Nebraska didn't buy it. Defensive coordinator Charlie McBride had a plan: Pressure Stewart until he broke. The Nebraska defensive line savaged Colorado, sacking Stewart three times. Salaam, the nation's leading rusher, finished with 134 yards, but Stewart completed just 12 of 28 passes for 150 yards; worse, in 15 attempts on third or fourth down, Colorado never converted. "We'd see him getting scared back there," said defensive tackle Christian Peter, who with Terry Connealy sealed Stewart's fate with back-to-back fourth-down sacks in the third quarter. "We had to get in his face because we know if you shake Kordell up, he's going to choke."
Berringer was another story.
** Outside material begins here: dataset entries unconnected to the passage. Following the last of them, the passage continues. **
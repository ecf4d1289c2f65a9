//! [`Host`] and [`Storage`] implementations backed by [`web_sys`].
//!
//! Failing DOM calls are logged and skipped, so a misbehaving page degrades instead of aborting the Wasm instance.

use crate::{
	binding::EventBinding,
	host::{Host, InputEvent},
	storage::{Storage, StorageError},
};
use js_sys::Function;
use tracing::{error, trace};
use wasm_bindgen::{closure::Closure, JsCast, JsValue};

/// A browser [***Document***](https://developer.mozilla.org/en-US/docs/Web/API/Document) as render target.
#[derive(Debug, Clone)]
pub struct WebDocument {
	document: web_sys::Document,
}

impl WebDocument {
	#[must_use]
	pub fn new(document: web_sys::Document) -> Self {
		Self { document }
	}

	/// The current window's document, if there is one.
	#[must_use]
	pub fn from_window() -> Option<Self> {
		web_sys::window()?.document().map(Self::new)
	}

	#[must_use]
	pub fn document(&self) -> &web_sys::Document {
		&self.document
	}

	/// The document's [***body***](https://developer.mozilla.org/en-US/docs/Web/API/Document/body) as plain node.
	#[must_use]
	pub fn body(&self) -> Option<web_sys::Node> {
		self.document.body().map(Into::into)
	}
}

impl Host for WebDocument {
	type Node = web_sys::Node;
	type Event = web_sys::Event;
	// Listener closures are owned by JavaScript, whose garbage collector handles the cycle back to the document.
	type WeakHost = Self;

	fn downgrade(&self) -> Self {
		self.clone()
	}

	fn upgrade(weak: &Self) -> Option<Self> {
		Some(weak.clone())
	}

	fn create_element(&self, tag: &str) -> web_sys::Node {
		match self.document.create_element(tag) {
			Ok(element) => element.into(),
			Err(error) => {
				error!("Failed to create element <{}>: {:?}; Substituting a comment.", tag, error);
				self.document.create_comment(&format!("<{}>", tag)).into()
			}
		}
	}

	fn create_text_node(&self, text: &str) -> web_sys::Node {
		self.document.create_text_node(text).into()
	}

	fn set_attribute(&self, node: &web_sys::Node, name: &str, value: &str) {
		let element = match node.dyn_ref::<web_sys::Element>() {
			Some(element) => element,
			None => return error!("Expected `web_sys::Element` to set attribute {:?} on but found {:?}. Ignoring.", name, node),
		};
		if let Err(error) = element.set_attribute(name, value) {
			error!("Failed to set attribute {:?}: {:?}", name, error)
		}
	}

	fn append_child(&self, parent: &web_sys::Node, child: &web_sys::Node) {
		if let Err(error) = parent.append_child(child) {
			error!("Failed to append child: {:?}", error)
		}
	}

	fn add_event_listener(&self, node: &web_sys::Node, binding: &EventBinding<web_sys::Event>) {
		let listener = binding.listener().clone();
		// Ownership moves to the JavaScript function, which lives as long as the element references it.
		let function: Function = Closure::wrap(Box::new(move |event: web_sys::Event| listener(&event)) as Box<dyn Fn(web_sys::Event)>)
			.into_js_value()
			.unchecked_into();
		if let Err(error) = node.add_event_listener_with_callback(binding.event_type(), &function) {
			error!("Failed to add {:?} listener: {:?}", binding.event_type(), error)
		}
	}

	fn parent_node(&self, node: &web_sys::Node) -> Option<web_sys::Node> {
		node.parent_node()
	}

	fn replace_child(&self, parent: &web_sys::Node, new_child: &web_sys::Node, old_child: &web_sys::Node) {
		match parent.replace_child(new_child, old_child) {
			Ok(_) => trace!("Replaced node."),
			Err(error) => error!("Failed to replace node: {:?}", error),
		}
	}
}

impl InputEvent for web_sys::Event {
	fn target_value(&self) -> Option<String> {
		self.target()?.dyn_into::<web_sys::HtmlInputElement>().ok().map(|input| input.value())
	}

	fn target_checked(&self) -> Option<bool> {
		self.target()?.dyn_into::<web_sys::HtmlInputElement>().ok().map(|input| input.checked())
	}
}

/// [***localStorage***](https://developer.mozilla.org/en-US/docs/Web/API/Window/localStorage) and friends.
#[derive(Debug, Clone)]
pub struct WebStorage {
	storage: web_sys::Storage,
}

impl WebStorage {
	#[must_use]
	pub fn new(storage: web_sys::Storage) -> Self {
		Self { storage }
	}

	/// The current window's local storage.
	///
	/// # Errors
	///
	/// Iff there is no window or access to its local storage is denied.
	pub fn local() -> Result<Self, StorageError> {
		let window = web_sys::window().ok_or(StorageError::Unavailable)?;
		match window.local_storage() {
			Ok(Some(storage)) => Ok(Self::new(storage)),
			Ok(None) => Err(StorageError::Unavailable),
			Err(error) => Err(backend_error(&error)),
		}
	}
}

fn backend_error(error: &JsValue) -> StorageError {
	StorageError::Backend(format!("{:?}", error))
}

impl Storage for WebStorage {
	fn get_item(&self, key: &str) -> Result<Option<String>, StorageError> {
		self.storage.get_item(key).map_err(|error| backend_error(&error))
	}

	fn set_item(&self, key: &str, value: &str) -> Result<(), StorageError> {
		self.storage.set_item(key, value).map_err(|error| backend_error(&error))
	}
}
#![allow(dead_code)]

use tracing_subscriber::EnvFilter;
use xylem_dom::memory::{MemoryDocument, NodeId};

/// Installs a test-captured subscriber once. Filter with `RUST_LOG`.
pub fn init_logging() {
	let _ = tracing_subscriber::fmt().with_env_filter(EnvFilter::from_default_env()).with_test_writer().try_init();
}

/// The `<li>`s currently inside the mounted `#todos` list.
pub fn rows(document: &MemoryDocument) -> Vec<NodeId> {
	let list = document.element_by_id(document.body(), "todos").expect("No mounted #todos list.");
	document.child_nodes(list)
}

pub fn checkbox(document: &MemoryDocument, row: NodeId) -> NodeId {
	document.child_nodes(row)[0]
}

pub fn label(document: &MemoryDocument, row: NodeId) -> NodeId {
	document.child_nodes(row)[1]
}

pub fn delete_button(document: &MemoryDocument, row: NodeId) -> NodeId {
	document.child_nodes(row)[2]
}
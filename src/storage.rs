//! Injected key-value persistence.

use crate::todo::Todo;
use hashbrown::HashMap;
use std::{borrow::Cow, cell::RefCell, rc::Rc};
use thiserror::Error;
use tracing::{debug, instrument, warn};

#[derive(Debug, Error, Clone, PartialEq, Eq)]
pub enum StorageError {
	#[error("storage backend unavailable")]
	Unavailable,
	#[error("storage backend failed: {0}")]
	Backend(String),
}

/// A string key-value store, shaped like the [***Web Storage API***](https://developer.mozilla.org/en-US/docs/Web/API/Storage).
pub trait Storage {
	/// # Errors
	///
	/// Iff the backend fails. A missing key is `Ok(None)`.
	fn get_item(&self, key: &str) -> Result<Option<String>, StorageError>;

	/// # Errors
	///
	/// Iff the backend fails, for example because it is full.
	fn set_item(&self, key: &str, value: &str) -> Result<(), StorageError>;
}

impl<S: Storage + ?Sized> Storage for Rc<S> {
	fn get_item(&self, key: &str) -> Result<Option<String>, StorageError> {
		(**self).get_item(key)
	}

	fn set_item(&self, key: &str, value: &str) -> Result<(), StorageError> {
		(**self).set_item(key, value)
	}
}

/// A [`Storage`] kept in memory. Clones share their contents.
#[derive(Debug, Clone, Default)]
pub struct MemoryStorage {
	items: Rc<RefCell<HashMap<String, String>>>,
}

impl MemoryStorage {
	#[must_use]
	pub fn new() -> Self {
		Self::default()
	}

	#[must_use]
	pub fn len(&self) -> usize {
		self.items.borrow().len()
	}

	#[must_use]
	pub fn is_empty(&self) -> bool {
		self.items.borrow().is_empty()
	}
}

impl Storage for MemoryStorage {
	fn get_item(&self, key: &str) -> Result<Option<String>, StorageError> {
		Ok(self.items.borrow().get(key).cloned())
	}

	fn set_item(&self, key: &str, value: &str) -> Result<(), StorageError> {
		self.items.borrow_mut().insert(key.to_owned(), value.to_owned());
		Ok(())
	}
}

/// The key [`TodoStore::new`] stores under.
pub const DEFAULT_KEY: &str = "todos";

/// Loads and saves the todo collection as JSON under a single key.
///
/// Failures never reach the caller: unreadable data loads as [`None`] and failed saves are logged.
#[derive(Debug, Clone)]
pub struct TodoStore<S> {
	storage: S,
	key: Cow<'static, str>,
}

impl<S: Storage> TodoStore<S> {
	#[must_use]
	pub fn new(storage: S) -> Self {
		Self::with_key(storage, DEFAULT_KEY)
	}

	#[must_use]
	pub fn with_key(storage: S, key: impl Into<Cow<'static, str>>) -> Self {
		Self { storage, key: key.into() }
	}

	#[must_use]
	pub fn storage(&self) -> &S {
		&self.storage
	}

	#[must_use]
	pub fn key(&self) -> &str {
		&self.key
	}

	#[instrument(skip_all, fields(key = %self.key, count = todos.len()))]
	pub fn save(&self, todos: &[Todo]) {
		let json = match serde_json::to_string(todos) {
			Ok(json) => json,
			Err(error) => return warn!("Failed to serialize todos: {}", error),
		};
		match self.storage.set_item(&self.key, &json) {
			Ok(()) => debug!("Saved todos."),
			Err(error) => warn!("Failed to save todos: {}", error),
		}
	}

	/// The stored collection, or [`None`] if nothing (readable) is stored.
	#[instrument(skip_all, fields(key = %self.key))]
	pub fn load(&self) -> Option<Vec<Todo>> {
		let json = match self.storage.get_item(&self.key) {
			Ok(json) => json?,
			Err(error) => {
				warn!("Failed to read todos: {}", error);
				return None;
			}
		};
		match serde_json::from_str(&json) {
			Ok(todos) => Some(todos),
			Err(error) => {
				warn!("Discarding unreadable stored todos: {}", error);
				None
			}
		}
	}
}
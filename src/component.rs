//! Components own one rendered node and replace it wholesale whenever they re-render.

use crate::host::{Host, NodeOf};
use tracing::{instrument, trace};

/// What [`Component::rendered_node`] does when the component is already materialized.
#[derive(Debug, Clone, Copy, PartialEq, Eq, Hash, Default)]
pub enum ReadPolicy {
	/// Re-render on every read and keep the new node, without touching the tree.
	///
	/// An attached previous node stays where it is. This is the classic behaviour.
	#[default]
	Rerender,
	/// Return the owned node as long as there is one. Only the first read renders.
	Cached,
	/// Re-render on every read and swap the new node into the tree, exactly like [`Component::update`].
	RerenderInPlace,
}

/// Storage for the node a component currently owns.
///
/// Empty until the component is first rendered.
#[derive(Debug, Clone)]
pub struct NodeSlot<N> {
	node: Option<N>,
	read_policy: ReadPolicy,
}

impl<N> Default for NodeSlot<N> {
	fn default() -> Self {
		Self::new()
	}
}

impl<N> NodeSlot<N> {
	#[must_use]
	pub fn new() -> Self {
		Self::with_read_policy(ReadPolicy::default())
	}

	#[must_use]
	pub fn with_read_policy(read_policy: ReadPolicy) -> Self {
		Self { node: None, read_policy }
	}

	#[must_use]
	pub fn node(&self) -> Option<&N> {
		self.node.as_ref()
	}

	#[must_use]
	pub fn is_materialized(&self) -> bool {
		self.node.is_some()
	}

	#[must_use]
	pub fn read_policy(&self) -> ReadPolicy {
		self.read_policy
	}

	pub fn set_read_policy(&mut self, read_policy: ReadPolicy) {
		self.read_policy = read_policy
	}

	/// Stores `node` as the owned node, returning the previous one.
	pub fn replace(&mut self, node: N) -> Option<N> {
		self.node.replace(node)
	}
}

/// Anything that can be embedded as a child by reading the node it currently owns.
pub trait OwnsNode<N> {
	/// The currently owned node, without rendering.
	fn owned_node(&self) -> Option<N>;
}

/// A renderable unit with exactly one owned node.
///
/// Implementors provide [`render`](`Component::render`) and access to their [`NodeSlot`].
/// [`rendered_node`](`Component::rendered_node`) and [`update`](`Component::update`) are shared behaviour.
///
/// Components conventionally offer an inherent `set_props` that stores new props *without* rendering.
/// Call [`update`](`Component::update`) afterwards to make the change visible.
pub trait Component {
	type Host: Host;

	/// Builds a fresh node from the current props and state.
	///
	/// Must not change what the component would render next time.
	fn render(&mut self, host: &Self::Host) -> NodeOf<Self::Host>;

	fn slot(&self) -> &NodeSlot<NodeOf<Self::Host>>;

	fn slot_mut(&mut self) -> &mut NodeSlot<NodeOf<Self::Host>>;

	/// The node this component currently owns, if it was ever rendered.
	fn current_node(&self) -> Option<NodeOf<Self::Host>> {
		self.slot().node().cloned()
	}

	/// Materializes the component as per its [`ReadPolicy`] and returns the owned node.
	///
	/// Except for [`ReadPolicy::RerenderInPlace`], the returned node is not attached anywhere by this call.
	#[instrument(skip_all)]
	fn rendered_node(&mut self, host: &Self::Host) -> NodeOf<Self::Host> {
		match self.slot().read_policy() {
			ReadPolicy::Cached => {
				if let Some(node) = self.slot().node() {
					trace!("Reusing cached node.");
					return node.clone();
				}
			}
			ReadPolicy::RerenderInPlace => {
				self.update(host);
				if let Some(node) = self.slot().node() {
					return node.clone();
				}
			}
			ReadPolicy::Rerender => (),
		}

		let node = self.render(host);
		self.slot_mut().replace(node.clone());
		node
	}

	/// Re-renders and, if the owned node is attached, replaces it in place under its parent.
	///
	/// Detached and never-rendered components just keep the new node.
	#[instrument(skip_all)]
	fn update(&mut self, host: &Self::Host) {
		let new_node = self.render(host);
		match self.slot_mut().replace(new_node.clone()) {
			Some(old_node) => match host.parent_node(&old_node) {
				Some(parent) => {
					trace!("Replacing owned node in place.");
					host.replace_child(&parent, &new_node, &old_node)
				}
				None => trace!("Owned node is detached. Keeping the new node only."),
			},
			None => trace!("Materialized by update."),
		}
	}
}

impl<C: Component + ?Sized> OwnsNode<NodeOf<C::Host>> for C {
	fn owned_node(&self) -> Option<NodeOf<C::Host>> {
		self.current_node()
	}
}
Although Osborne wasn't sure how his quarterback would react, he knew there was no beating the Buffs with the offense Nebraska had run in previous weeks. "I ran him whenever necessary today—and I felt uneasy doing that—but we felt to win this game we'd have to," Osborne said. He needn't have worried. The 6'4" Berringer completed 12 of 17 passes for 142 yards, one touchdown and one interception, ran the option, perfectly flipped a shovel pass and, on a keeper, even disposed of Colorado linebacker Ted Johnson with one swipe of his arm. "I've always felt that, if given the chance, I'd prove what I can do," Berringer said after the game.
So complete was the win that Salaam instantly declared afterward that he would be returning for his senior season. "Unfinished business," he said.
Funny. Those are the same words Zatechka wore on his T-shirt after Saturday's game, the same words the Corn-huskers use to sum up this season. Fact is, Nebraska feels it beat Florida State last January. "It's like a being-on-a-mission thing," Zatechka said. "It seems like we've always got the deck stacked against us: Everybody says we're good but not good enough, that Colorado's going to beat us, that there's no way we can get through the season undefeated."
Long a bastion of bland, Nebraska clearly has gone about creating a prickly attitude for itself. The Cornhuskers got angry at an anonymous letter from Orlando that predicted Colorado would shut out Nebraska, and with nothing but rumors to go on, they decided that Stewart and Salaam had said that they were going to "have fun" with the Husker defense.
"Where do these people get off?" Wiegert said after the game. "They haven't beat us in four years, and they're saying they're going to play with us? Who are they kidding? And tell those guys from Missouri and Kansas State: They get their butts kicked, they shouldn't talk, either."
The only Cornhusker who seemed like himself last Saturday was Osborne, who gave his usual vanilla answers in the post-game press conference and then went on TV and drawled his usual Gary Cooper refusal to campaign for poll votes. "I'd rather let you guys decide that," he said. After he walked off the set, though, Osborne happened by a television. His eyes got wide. "Is that Penn State 35-zip at the half?" he said. "That's tough. Now they'll probably vote them No. 1. Well, maybe the coaches'll vote us high...."
What do you know? The Red is very much alive. And kicking.